■ Extracted material ■
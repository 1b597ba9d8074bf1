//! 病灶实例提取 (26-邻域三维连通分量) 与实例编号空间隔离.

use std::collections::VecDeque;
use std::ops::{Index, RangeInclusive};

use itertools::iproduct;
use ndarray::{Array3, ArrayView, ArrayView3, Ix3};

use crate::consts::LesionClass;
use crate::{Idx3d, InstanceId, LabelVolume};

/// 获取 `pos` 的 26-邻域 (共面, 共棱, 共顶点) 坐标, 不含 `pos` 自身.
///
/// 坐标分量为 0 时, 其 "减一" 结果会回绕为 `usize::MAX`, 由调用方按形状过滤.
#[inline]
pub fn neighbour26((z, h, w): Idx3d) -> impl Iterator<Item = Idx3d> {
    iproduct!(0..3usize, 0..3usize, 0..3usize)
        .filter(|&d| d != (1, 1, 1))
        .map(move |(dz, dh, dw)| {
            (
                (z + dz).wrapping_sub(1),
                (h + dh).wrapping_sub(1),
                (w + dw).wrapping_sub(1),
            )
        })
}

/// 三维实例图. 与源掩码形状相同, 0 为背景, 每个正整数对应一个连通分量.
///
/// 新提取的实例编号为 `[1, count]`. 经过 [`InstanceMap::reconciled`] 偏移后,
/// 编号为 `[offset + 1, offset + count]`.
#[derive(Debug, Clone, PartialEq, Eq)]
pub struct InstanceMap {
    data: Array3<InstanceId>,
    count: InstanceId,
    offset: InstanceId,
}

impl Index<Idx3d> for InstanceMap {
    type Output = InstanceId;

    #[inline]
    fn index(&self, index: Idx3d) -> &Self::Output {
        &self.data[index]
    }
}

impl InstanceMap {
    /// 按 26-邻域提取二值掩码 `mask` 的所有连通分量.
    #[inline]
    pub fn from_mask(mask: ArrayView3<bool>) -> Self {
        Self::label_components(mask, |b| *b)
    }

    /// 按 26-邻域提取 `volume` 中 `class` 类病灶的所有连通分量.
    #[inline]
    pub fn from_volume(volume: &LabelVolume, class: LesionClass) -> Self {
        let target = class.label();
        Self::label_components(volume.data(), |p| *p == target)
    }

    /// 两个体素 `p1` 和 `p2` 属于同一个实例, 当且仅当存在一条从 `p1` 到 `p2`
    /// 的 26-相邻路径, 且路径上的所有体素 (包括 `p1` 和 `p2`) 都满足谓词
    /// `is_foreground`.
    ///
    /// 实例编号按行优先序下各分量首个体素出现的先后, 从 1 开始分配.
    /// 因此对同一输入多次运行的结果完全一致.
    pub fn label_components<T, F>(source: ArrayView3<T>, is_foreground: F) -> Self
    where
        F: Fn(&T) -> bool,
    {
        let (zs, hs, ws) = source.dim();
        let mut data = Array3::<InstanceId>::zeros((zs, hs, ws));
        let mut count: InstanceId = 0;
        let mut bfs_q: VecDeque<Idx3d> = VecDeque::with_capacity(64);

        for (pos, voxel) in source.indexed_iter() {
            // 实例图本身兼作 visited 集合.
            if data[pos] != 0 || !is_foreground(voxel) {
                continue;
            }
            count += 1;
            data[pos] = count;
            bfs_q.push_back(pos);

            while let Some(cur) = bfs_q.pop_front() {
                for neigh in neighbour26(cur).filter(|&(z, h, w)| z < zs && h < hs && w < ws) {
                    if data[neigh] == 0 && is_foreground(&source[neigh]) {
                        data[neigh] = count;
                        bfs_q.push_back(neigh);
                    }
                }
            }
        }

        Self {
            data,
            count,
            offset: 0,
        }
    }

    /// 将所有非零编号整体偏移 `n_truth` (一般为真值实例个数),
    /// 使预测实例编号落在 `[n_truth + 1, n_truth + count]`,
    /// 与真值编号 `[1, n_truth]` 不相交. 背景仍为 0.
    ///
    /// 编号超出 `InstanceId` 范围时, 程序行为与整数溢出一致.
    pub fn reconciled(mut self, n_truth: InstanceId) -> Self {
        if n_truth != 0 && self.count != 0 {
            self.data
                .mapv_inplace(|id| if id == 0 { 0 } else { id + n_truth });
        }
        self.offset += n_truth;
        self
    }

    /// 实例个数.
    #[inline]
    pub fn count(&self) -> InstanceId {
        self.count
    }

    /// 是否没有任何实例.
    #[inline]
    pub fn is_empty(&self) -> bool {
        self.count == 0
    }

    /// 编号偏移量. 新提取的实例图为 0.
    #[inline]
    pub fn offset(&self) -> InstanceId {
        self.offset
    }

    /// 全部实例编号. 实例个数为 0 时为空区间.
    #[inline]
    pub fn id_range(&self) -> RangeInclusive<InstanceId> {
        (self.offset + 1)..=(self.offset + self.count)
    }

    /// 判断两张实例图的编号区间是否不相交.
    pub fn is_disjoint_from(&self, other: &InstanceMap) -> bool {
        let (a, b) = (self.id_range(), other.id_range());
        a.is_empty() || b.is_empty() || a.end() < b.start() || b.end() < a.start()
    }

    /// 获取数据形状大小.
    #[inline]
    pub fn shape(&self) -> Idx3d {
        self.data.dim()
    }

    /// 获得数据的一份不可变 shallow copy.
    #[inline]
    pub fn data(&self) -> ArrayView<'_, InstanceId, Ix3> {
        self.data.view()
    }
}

■ Required action ■
Please write out the material word for word from its first line through the line holding "use crate::consts::LesionClass;", including both, and no line past it.

■ Completed task ■
repository 1b597ba9d8074bf1
//! 病灶实例提取 (26-邻域三维连通分量) 与实例编号空间隔离.

use std::collections::VecDeque;
use std::ops::{Index, RangeInclusive};

use itertools::iproduct;
use ndarray::{Array3, ArrayView, ArrayView3, Ix3};

use crate::consts::LesionClass;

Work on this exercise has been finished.